--- THE RECORDS Enclosed Below ---

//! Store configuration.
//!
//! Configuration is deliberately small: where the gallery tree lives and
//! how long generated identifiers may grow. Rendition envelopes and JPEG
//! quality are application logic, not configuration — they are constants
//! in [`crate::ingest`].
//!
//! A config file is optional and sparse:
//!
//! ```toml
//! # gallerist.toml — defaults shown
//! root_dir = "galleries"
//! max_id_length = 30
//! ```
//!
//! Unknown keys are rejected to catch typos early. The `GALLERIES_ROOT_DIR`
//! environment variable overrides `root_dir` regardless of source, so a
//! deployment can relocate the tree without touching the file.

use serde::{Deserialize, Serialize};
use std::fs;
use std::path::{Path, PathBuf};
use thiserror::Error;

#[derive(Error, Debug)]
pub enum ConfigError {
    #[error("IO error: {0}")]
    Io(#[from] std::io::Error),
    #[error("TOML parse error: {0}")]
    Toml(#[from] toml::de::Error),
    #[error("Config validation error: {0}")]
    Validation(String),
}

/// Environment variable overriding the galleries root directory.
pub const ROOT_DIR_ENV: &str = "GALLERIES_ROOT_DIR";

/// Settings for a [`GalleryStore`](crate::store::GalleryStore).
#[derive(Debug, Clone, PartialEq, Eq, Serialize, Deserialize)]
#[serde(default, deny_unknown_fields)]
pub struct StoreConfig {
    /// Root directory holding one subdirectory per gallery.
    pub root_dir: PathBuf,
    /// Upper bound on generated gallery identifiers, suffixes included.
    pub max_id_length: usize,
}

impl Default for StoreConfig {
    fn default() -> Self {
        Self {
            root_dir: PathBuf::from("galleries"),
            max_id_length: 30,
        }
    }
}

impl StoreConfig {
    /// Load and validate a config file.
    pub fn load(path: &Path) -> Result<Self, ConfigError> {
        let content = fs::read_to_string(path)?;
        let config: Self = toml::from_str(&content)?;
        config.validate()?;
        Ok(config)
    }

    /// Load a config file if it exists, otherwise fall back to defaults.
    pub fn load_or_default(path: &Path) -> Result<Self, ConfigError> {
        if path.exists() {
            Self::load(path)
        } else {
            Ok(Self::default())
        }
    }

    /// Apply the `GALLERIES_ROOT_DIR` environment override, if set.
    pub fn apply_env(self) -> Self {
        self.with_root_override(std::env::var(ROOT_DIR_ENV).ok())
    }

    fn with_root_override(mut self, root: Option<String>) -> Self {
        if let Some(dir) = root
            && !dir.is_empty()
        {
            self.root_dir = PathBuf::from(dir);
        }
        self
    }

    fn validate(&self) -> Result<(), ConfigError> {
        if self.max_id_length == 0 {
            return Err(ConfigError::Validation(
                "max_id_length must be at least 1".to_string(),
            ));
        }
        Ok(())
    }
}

--- End of Enclosed THE RECORDS ---
--- THE RECORDS Enclosed Below ---

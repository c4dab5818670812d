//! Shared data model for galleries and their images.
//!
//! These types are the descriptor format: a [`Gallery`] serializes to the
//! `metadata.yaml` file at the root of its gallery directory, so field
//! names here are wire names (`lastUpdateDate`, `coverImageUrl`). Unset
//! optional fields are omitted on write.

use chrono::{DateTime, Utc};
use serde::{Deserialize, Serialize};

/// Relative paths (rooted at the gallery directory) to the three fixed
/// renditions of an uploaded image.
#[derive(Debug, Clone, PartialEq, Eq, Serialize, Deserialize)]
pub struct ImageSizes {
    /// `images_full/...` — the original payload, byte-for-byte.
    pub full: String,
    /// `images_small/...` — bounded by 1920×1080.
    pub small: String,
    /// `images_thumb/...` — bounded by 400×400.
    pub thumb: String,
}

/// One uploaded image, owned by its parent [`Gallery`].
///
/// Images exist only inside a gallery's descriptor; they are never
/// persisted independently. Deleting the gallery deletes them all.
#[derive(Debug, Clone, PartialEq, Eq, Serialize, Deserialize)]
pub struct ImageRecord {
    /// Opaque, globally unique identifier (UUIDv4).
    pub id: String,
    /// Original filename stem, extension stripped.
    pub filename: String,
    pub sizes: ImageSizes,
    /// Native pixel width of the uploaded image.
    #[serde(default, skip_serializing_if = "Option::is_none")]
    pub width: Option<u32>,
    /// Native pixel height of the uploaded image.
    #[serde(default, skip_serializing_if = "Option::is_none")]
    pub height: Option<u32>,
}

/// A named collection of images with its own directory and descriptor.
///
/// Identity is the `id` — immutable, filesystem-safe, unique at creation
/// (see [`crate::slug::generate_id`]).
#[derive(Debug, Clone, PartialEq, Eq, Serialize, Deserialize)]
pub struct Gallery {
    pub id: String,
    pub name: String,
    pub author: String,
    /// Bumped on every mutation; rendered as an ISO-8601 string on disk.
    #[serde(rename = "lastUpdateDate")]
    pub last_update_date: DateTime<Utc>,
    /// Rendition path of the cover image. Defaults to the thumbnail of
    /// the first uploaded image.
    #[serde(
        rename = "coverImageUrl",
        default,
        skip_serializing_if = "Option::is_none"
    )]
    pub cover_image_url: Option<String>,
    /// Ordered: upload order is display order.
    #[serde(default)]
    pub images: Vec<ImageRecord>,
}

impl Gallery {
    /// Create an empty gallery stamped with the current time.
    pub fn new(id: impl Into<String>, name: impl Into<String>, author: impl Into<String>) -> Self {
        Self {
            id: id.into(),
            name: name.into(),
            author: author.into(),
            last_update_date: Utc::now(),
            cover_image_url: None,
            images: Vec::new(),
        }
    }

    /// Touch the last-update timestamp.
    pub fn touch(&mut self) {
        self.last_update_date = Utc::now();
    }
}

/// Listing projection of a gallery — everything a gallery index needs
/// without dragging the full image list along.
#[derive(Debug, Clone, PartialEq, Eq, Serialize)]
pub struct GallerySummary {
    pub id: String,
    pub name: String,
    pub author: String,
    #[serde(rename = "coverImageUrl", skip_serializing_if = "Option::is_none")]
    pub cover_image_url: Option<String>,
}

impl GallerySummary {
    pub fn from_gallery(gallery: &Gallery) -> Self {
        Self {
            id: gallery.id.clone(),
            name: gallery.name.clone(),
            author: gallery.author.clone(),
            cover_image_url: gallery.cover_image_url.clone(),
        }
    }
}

--- End of Enclosed THE RECORDS ---
--- THE RECORDS Enclosed Below ---

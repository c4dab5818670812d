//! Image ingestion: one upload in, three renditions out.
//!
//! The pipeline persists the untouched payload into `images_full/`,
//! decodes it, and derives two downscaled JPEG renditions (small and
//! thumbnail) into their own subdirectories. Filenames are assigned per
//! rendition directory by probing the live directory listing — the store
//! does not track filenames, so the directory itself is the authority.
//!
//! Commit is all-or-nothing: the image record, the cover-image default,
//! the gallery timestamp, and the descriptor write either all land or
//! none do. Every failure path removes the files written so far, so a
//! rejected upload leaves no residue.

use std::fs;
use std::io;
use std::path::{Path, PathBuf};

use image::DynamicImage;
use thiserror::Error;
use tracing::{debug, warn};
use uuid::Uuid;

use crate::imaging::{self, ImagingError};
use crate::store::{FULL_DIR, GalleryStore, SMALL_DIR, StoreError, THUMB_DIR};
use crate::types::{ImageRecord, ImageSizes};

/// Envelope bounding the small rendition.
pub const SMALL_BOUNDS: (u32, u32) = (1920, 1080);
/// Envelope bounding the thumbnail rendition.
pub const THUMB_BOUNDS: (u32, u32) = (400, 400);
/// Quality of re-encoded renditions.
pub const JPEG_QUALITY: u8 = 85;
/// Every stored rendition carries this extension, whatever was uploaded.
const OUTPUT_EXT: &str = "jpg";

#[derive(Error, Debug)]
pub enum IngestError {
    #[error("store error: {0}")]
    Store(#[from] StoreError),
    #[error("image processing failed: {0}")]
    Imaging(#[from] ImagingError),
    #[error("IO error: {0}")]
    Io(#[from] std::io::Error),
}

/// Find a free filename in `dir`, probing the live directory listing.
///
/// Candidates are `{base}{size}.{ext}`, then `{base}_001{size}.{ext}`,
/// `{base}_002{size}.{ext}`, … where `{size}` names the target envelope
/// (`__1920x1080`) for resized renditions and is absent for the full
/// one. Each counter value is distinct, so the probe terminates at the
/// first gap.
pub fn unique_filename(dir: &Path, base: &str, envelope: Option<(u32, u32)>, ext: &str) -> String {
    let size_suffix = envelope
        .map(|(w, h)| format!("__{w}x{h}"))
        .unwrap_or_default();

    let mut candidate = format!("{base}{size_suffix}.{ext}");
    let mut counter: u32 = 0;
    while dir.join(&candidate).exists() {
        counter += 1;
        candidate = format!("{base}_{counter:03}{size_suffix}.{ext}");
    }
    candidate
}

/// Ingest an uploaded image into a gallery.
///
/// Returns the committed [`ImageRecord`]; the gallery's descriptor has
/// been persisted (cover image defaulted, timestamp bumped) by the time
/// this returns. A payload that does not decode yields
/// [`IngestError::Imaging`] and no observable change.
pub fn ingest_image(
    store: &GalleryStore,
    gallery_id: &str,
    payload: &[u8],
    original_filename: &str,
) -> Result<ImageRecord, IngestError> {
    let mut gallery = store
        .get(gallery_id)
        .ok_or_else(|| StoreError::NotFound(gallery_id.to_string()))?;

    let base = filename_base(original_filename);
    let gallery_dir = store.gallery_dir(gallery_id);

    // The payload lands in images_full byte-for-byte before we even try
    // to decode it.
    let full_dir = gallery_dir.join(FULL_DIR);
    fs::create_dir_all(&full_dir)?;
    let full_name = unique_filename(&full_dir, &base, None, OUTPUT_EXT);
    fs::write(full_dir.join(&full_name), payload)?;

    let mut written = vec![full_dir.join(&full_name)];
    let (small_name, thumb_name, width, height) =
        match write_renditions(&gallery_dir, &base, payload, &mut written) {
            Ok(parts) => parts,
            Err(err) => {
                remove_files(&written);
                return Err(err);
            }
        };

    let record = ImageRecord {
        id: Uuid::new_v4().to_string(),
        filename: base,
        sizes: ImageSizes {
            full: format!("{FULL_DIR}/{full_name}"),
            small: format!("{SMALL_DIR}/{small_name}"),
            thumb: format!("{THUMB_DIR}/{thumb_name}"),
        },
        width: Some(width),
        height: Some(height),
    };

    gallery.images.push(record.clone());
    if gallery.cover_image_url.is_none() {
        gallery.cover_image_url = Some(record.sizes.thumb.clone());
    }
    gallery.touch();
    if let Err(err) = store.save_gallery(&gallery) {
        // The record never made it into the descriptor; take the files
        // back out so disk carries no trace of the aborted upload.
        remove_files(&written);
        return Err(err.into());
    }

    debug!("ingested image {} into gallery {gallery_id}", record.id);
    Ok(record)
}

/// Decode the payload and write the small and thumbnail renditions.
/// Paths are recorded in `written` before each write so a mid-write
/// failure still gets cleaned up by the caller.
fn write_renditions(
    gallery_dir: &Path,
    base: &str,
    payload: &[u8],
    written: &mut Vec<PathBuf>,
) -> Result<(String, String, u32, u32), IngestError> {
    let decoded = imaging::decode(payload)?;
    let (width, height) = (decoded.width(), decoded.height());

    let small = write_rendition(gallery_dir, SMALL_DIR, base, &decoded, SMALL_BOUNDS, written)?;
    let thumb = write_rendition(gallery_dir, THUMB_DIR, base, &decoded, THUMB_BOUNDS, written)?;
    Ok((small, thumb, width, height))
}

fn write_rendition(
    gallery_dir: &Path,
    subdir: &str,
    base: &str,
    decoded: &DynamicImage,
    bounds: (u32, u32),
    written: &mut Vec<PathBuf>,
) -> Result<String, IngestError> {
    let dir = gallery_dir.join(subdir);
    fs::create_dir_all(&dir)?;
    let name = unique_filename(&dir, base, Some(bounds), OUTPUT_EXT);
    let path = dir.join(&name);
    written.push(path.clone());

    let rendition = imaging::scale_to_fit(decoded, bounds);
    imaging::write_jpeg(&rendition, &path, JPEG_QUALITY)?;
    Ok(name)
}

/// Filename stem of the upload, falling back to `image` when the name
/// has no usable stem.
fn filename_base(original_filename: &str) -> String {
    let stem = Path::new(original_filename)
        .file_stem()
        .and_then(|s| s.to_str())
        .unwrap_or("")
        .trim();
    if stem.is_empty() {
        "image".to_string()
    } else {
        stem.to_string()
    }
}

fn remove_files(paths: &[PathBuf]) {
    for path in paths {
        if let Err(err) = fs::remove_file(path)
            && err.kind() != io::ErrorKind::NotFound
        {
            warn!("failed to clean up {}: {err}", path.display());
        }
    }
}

--- End of Enclosed THE RECORDS ---

→ **TASK BRIEF**: Copy out every line in the records where the word "descriptor" is found.

→ **ANSWER BOX**:
//! These types are the descriptor format: a [`Gallery`] serializes to the
/// Images exist only inside a gallery's descriptor; they are never
/// A named collection of images with its own directory and descriptor.
//! the gallery timestamp, and the descriptor write either all land or
/// Returns the committed [`ImageRecord`]; the gallery's descriptor has
        // The record never made it into the descriptor; take the files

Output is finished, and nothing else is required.